Among the entries below, find the lines with the word "Serialize" and copy them.
◇ ◇ ◇ ◇ ◇ ◇ ◇
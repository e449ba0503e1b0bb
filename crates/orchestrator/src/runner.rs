//! Runs one agent against its provider under the retry/timeout contract.

use chrono::Utc;
use events::{Event, EventBus};
use providers::pricing::estimate_cost;
use providers::{
    CompletionRequest, ErrorKind, ProviderError, ProviderRegistry, SendOptions, TokenUsage,
};
use serde::{Deserialize, Serialize};
use sitesmith_core::{
    AgentKind, AgentRunRecord, Artifact, AttemptOutcome, AttemptRecord, CostEntry, CostLedger,
    CostSummary, StageName,
};
use std::fmt;
use std::sync::Arc;
use std::time::Duration;
use tokio::sync::Mutex;
use tokio::time::Instant;
use tracing::{debug, error, info, instrument, warn};

use crate::agents::{Agent, AgentError, AgentInput};
use crate::config::PipelineConfig;
use crate::retry::{RetryDecision, RetryState};

#[derive(Debug, Clone, Copy, Serialize, Deserialize, PartialEq, Eq)]
#[serde(rename_all = "snake_case")]
pub enum AgentFailureKind {
    MissingInput,
    ProviderTransient,
    ProviderFatal,
    OutputValidationFailed,
}

impl AgentFailureKind {
    pub fn as_str(&self) -> &'static str {
        match self {
            Self::MissingInput => "missing_input",
            Self::ProviderTransient => "provider_transient",
            Self::ProviderFatal => "provider_fatal",
            Self::OutputValidationFailed => "output_validation_failed",
        }
    }
}

impl fmt::Display for AgentFailureKind {
    fn fmt(&self, f: &mut fmt::Formatter<'_>) -> fmt::Result {
        f.write_str(self.as_str())
    }
}

#[derive(Debug, Clone)]
pub struct AgentSuccess {
    pub agent: AgentKind,
    pub output: Artifact,
    pub raw_text: String,
    pub cost: CostSummary,
    pub attempts: Vec<AttemptRecord>,
}

#[derive(Debug, Clone)]
pub struct AgentFailure {
    pub agent: AgentKind,
    pub kind: AgentFailureKind,
    pub message: String,
    pub cost: CostSummary,
    pub attempts: Vec<AttemptRecord>,
}

#[derive(Debug, Clone)]
pub enum AgentResult {
    Success(AgentSuccess),
    Failure(AgentFailure),
}

impl AgentResult {
    pub fn agent(&self) -> AgentKind {
        match self {
            Self::Success(s) => s.agent,
            Self::Failure(f) => f.agent,
        }
    }

    pub fn is_success(&self) -> bool {
        matches!(self, Self::Success(_))
    }

    pub fn attempts(&self) -> &[AttemptRecord] {
        match self {
            Self::Success(s) => &s.attempts,
            Self::Failure(f) => &f.attempts,
        }
    }

    pub fn attempt_count(&self) -> u32 {
        self.attempts().len() as u32
    }

    pub fn cost(&self) -> CostSummary {
        match self {
            Self::Success(s) => s.cost,
            Self::Failure(f) => f.cost,
        }
    }

    pub fn to_record(&self, stage: StageName) -> AgentRunRecord {
        AgentRunRecord {
            agent: self.agent(),
            stage,
            succeeded: self.is_success(),
            attempts: self.attempts().to_vec(),
        }
    }
}

/// Ledger shared by every agent of a run; one writer at a time.
#[derive(Debug, Clone, Default)]
pub struct SharedLedger {
    inner: Arc<Mutex<CostLedger>>,
}

impl SharedLedger {
    pub fn new() -> Self {
        Self::default()
    }

    pub async fn append(&self, entry: CostEntry) {
        self.inner.lock().await.append(entry);
    }

    pub async fn len(&self) -> usize {
        self.inner.lock().await.len()
    }

    pub async fn total_cost_usd(&self) -> f64 {
        self.inner.lock().await.total_cost_usd()
    }

    /// Entries appended after the first `from`.
    pub async fn entries_since(&self, from: usize) -> Vec<CostEntry> {
        let ledger = self.inner.lock().await;
        ledger.entries().iter().skip(from).cloned().collect()
    }

    pub async fn snapshot(&self) -> CostLedger {
        self.inner.lock().await.clone()
    }
}

fn failure_outcome(err: &ProviderError) -> AttemptOutcome {
    match err.kind() {
        ErrorKind::Transient => AttemptOutcome::TransientFailure,
        ErrorKind::Fatal => AttemptOutcome::FatalFailure,
    }
}

fn corrective_prompt(base: &str, issue: &str) -> String {
    format!(
        "{base}\n\nCRITICAL: Your previous attempt had this issue: {issue}\n\
         Please fix this and try again. Follow the instructions exactly."
    )
}

/// Invokes agents against their configured providers.
///
/// [`AgentRunner::run`] never returns an error: every failure, including a
/// missing provider, becomes [`AgentResult::Failure`].
#[derive(Clone)]
pub struct AgentRunner {
    config: Arc<PipelineConfig>,
    providers: ProviderRegistry,
    ledger: SharedLedger,
    events: Option<EventBus>,
}

impl AgentRunner {
    pub fn new(config: Arc<PipelineConfig>, providers: ProviderRegistry) -> Self {
        Self {
            config,
            providers,
            ledger: SharedLedger::new(),
            events: None,
        }
    }

    pub fn with_event_bus(mut self, bus: Option<EventBus>) -> Self {
        self.events = bus;
        self
    }

    pub fn ledger(&self) -> &SharedLedger {
        &self.ledger
    }

    fn send_options(&self, model: &str) -> SendOptions {
        SendOptions::new(model)
            .with_max_tokens(self.config.max_tokens)
            .with_temperature(self.config.temperature)
            .with_timeout(self.config.call_timeout())
    }

    #[allow(clippy::too_many_arguments)]
    async fn record(
        &self,
        agent: AgentKind,
        attempt: u32,
        model: &str,
        usage: TokenUsage,
        estimated: bool,
        latency: Duration,
        outcome: AttemptOutcome,
        cost: &mut CostSummary,
    ) {
        let entry = CostEntry {
            agent,
            attempt,
            model: model.to_string(),
            input_tokens: usage.input_tokens,
            output_tokens: usage.output_tokens,
            cost_usd: estimate_cost(model, usage),
            latency_ms: latency.as_millis() as u64,
            outcome,
            estimated,
            recorded_at: Utc::now(),
        };
        cost.add(&entry);
        self.ledger.append(entry).await;
    }

    fn emit_retry(&self, agent: AgentKind, attempt: u32, reason: &str) {
        if let Some(bus) = &self.events {
            bus.emit(Event::AgentRetry {
                agent,
                attempt,
                reason: reason.to_string(),
            });
        }
    }

    #[instrument(skip_all, fields(agent = %agent.kind()))]
    pub async fn run(&self, agent: &dyn Agent, input: &AgentInput) -> AgentResult {
        let kind = agent.kind();
        let failure = |failure_kind: AgentFailureKind,
                       message: String,
                       cost: CostSummary,
                       attempts: Vec<AttemptRecord>| {
            AgentResult::Failure(AgentFailure {
                agent: kind,
                kind: failure_kind,
                message,
                cost,
                attempts,
            })
        };

        let base_prompt = match agent.build_prompt(input) {
            Ok(prompt) => prompt,
            Err(err) => {
                error!(error = %err, "Agent input incomplete, not calling provider");
                return failure(
                    AgentFailureKind::MissingInput,
                    err.to_string(),
                    CostSummary::default(),
                    Vec::new(),
                );
            }
        };

        let selection = self.config.models.for_agent(kind);
        let provider = match self.providers.get(selection.provider) {
            Ok(provider) => provider,
            Err(err) => {
                error!(error = %err, "No provider available");
                return failure(
                    AgentFailureKind::ProviderFatal,
                    err.to_string(),
                    CostSummary::default(),
                    Vec::new(),
                );
            }
        };

        let options = self.send_options(&selection.model);
        let timeout = options.timeout;
        let mut retry = RetryState::new(self.config.retry);
        let mut prompt = base_prompt.clone();
        let mut attempts = Vec::new();
        let mut cost = CostSummary::default();
        let mut last = (AgentFailureKind::ProviderTransient, String::new());

        while let Some(attempt) = retry.begin_attempt() {
            info!(
                attempt,
                max_attempts = self.config.retry.max_attempts,
                provider = provider.name(),
                model = %selection.model,
                "Calling provider"
            );
            debug!(prompt_chars = prompt.len(), "Prompt built");

            let request =
                CompletionRequest::new(agent.system_prompt(), prompt.clone(), options.clone());
            let started = Instant::now();
            let sent = match tokio::time::timeout(timeout, provider.send(&request)).await {
                Ok(result) => result,
                Err(_) => Err(ProviderError::Timeout),
            };
            let latency = started.elapsed();

            let decision = match sent {
                Ok(completion) => match agent.parse_output(&completion.text) {
                    Ok(output) => {
                        self.record(
                            kind,
                            attempt,
                            &completion.model,
                            completion.usage,
                            false,
                            latency,
                            AttemptOutcome::Succeeded,
                            &mut cost,
                        )
                        .await;
                        attempts.push(AttemptRecord {
                            attempt,
                            outcome: AttemptOutcome::Succeeded,
                            message: None,
                            latency_ms: latency.as_millis() as u64,
                        });
                        retry.succeed();
                        info!(
                            attempt,
                            input_tokens = completion.usage.input_tokens,
                            output_tokens = completion.usage.output_tokens,
                            cost_usd = cost.cost_usd,
                            "Agent succeeded"
                        );
                        return AgentResult::Success(AgentSuccess {
                            agent: kind,
                            output,
                            raw_text: completion.text,
                            cost,
                            attempts,
                        });
                    }
                    Err(err) => {
                        let message = match err {
                            AgentError::Validation(m) | AgentError::MissingInput(m) => m,
                        };
                        warn!(attempt, error = %message, "Output failed validation");
                        self.record(
                            kind,
                            attempt,
                            &completion.model,
                            completion.usage,
                            false,
                            latency,
                            AttemptOutcome::InvalidOutput,
                            &mut cost,
                        )
                        .await;
                        attempts.push(AttemptRecord {
                            attempt,
                            outcome: AttemptOutcome::InvalidOutput,
                            message: Some(message.clone()),
                            latency_ms: latency.as_millis() as u64,
                        });
                        prompt = corrective_prompt(&base_prompt, &message);
                        last = (AgentFailureKind::OutputValidationFailed, message);
                        retry.fail(true)
                    }
                },
                Err(err) => {
                    let outcome = failure_outcome(&err);
                    let usage = TokenUsage {
                        input_tokens: request.estimated_input_tokens(),
                        output_tokens: 0,
                    };
                    warn!(attempt, error = %err, transient = err.is_transient(), "Provider call failed");
                    self.record(
                        kind,
                        attempt,
                        &selection.model,
                        usage,
                        true,
                        latency,
                        outcome,
                        &mut cost,
                    )
                    .await;
                    attempts.push(AttemptRecord {
                        attempt,
                        outcome,
                        message: Some(err.to_string()),
                        latency_ms: latency.as_millis() as u64,
                    });
                    last = if err.is_transient() {
                        (AgentFailureKind::ProviderTransient, err.to_string())
                    } else {
                        (AgentFailureKind::ProviderFatal, err.to_string())
                    };
                    retry.fail(err.is_transient())
                }
            };

            match decision {
                RetryDecision::Retry { delay } => {
                    self.emit_retry(kind, attempt, &last.1);
                    debug!(delay_ms = delay.as_millis() as u64, "Backing off");
                    tokio::time::sleep(delay).await;
                }
                RetryDecision::GiveUp => break,
            }
        }

        let (failure_kind, message) = last;
        error!(
            attempts = retry.attempts(),
            kind = %failure_kind,
            error = %message,
            "Agent failed"
        );
        failure(failure_kind, message, cost, attempts)
    }
}

#[cfg(test)]
mod tests {
    use super::*;

    #[test]
    fn test_corrective_prompt_keeps_base() {
        let prompt = corrective_prompt("Write copy", "copy has no sections");
        assert!(prompt.starts_with("Write copy"));
        assert!(prompt.contains("previous attempt had this issue: copy has no sections"));
    }

    #[test]
    fn test_failure_outcome() {
        assert_eq!(
            failure_outcome(&ProviderError::Timeout),
            AttemptOutcome::TransientFailure
        );
        assert_eq!(
            failure_outcome(&ProviderError::Auth("bad key".into())),
            AttemptOutcome::FatalFailure
        );
    }

    #[tokio::test]
    async fn test_shared_ledger_entries_since() {
        let ledger = SharedLedger::new();
        for attempt in 1..=3 {
            ledger
                .append(CostEntry {
                    agent: AgentKind::Strategist,
                    attempt,
                    model: "gpt-4o".to_string(),
                    input_tokens: 1,
                    output_tokens: 1,
                    cost_usd: 0.5,
                    latency_ms: 0,
                    outcome: AttemptOutcome::TransientFailure,
                    estimated: true,
                    recorded_at: Utc::now(),
                })
                .await;
        }
        assert_eq!(ledger.len().await, 3);
        assert_eq!(ledger.entries_since(1).await.len(), 2);
        assert!((ledger.total_cost_usd().await - 1.5).abs() < 1e-9);
    }
}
◇ ◇ ◇ ◇ ◇ ◇ ◇
Your solution:
use serde::{Deserialize, Serialize};
#[derive(Debug, Clone, Copy, Serialize, Deserialize, PartialEq, Eq)]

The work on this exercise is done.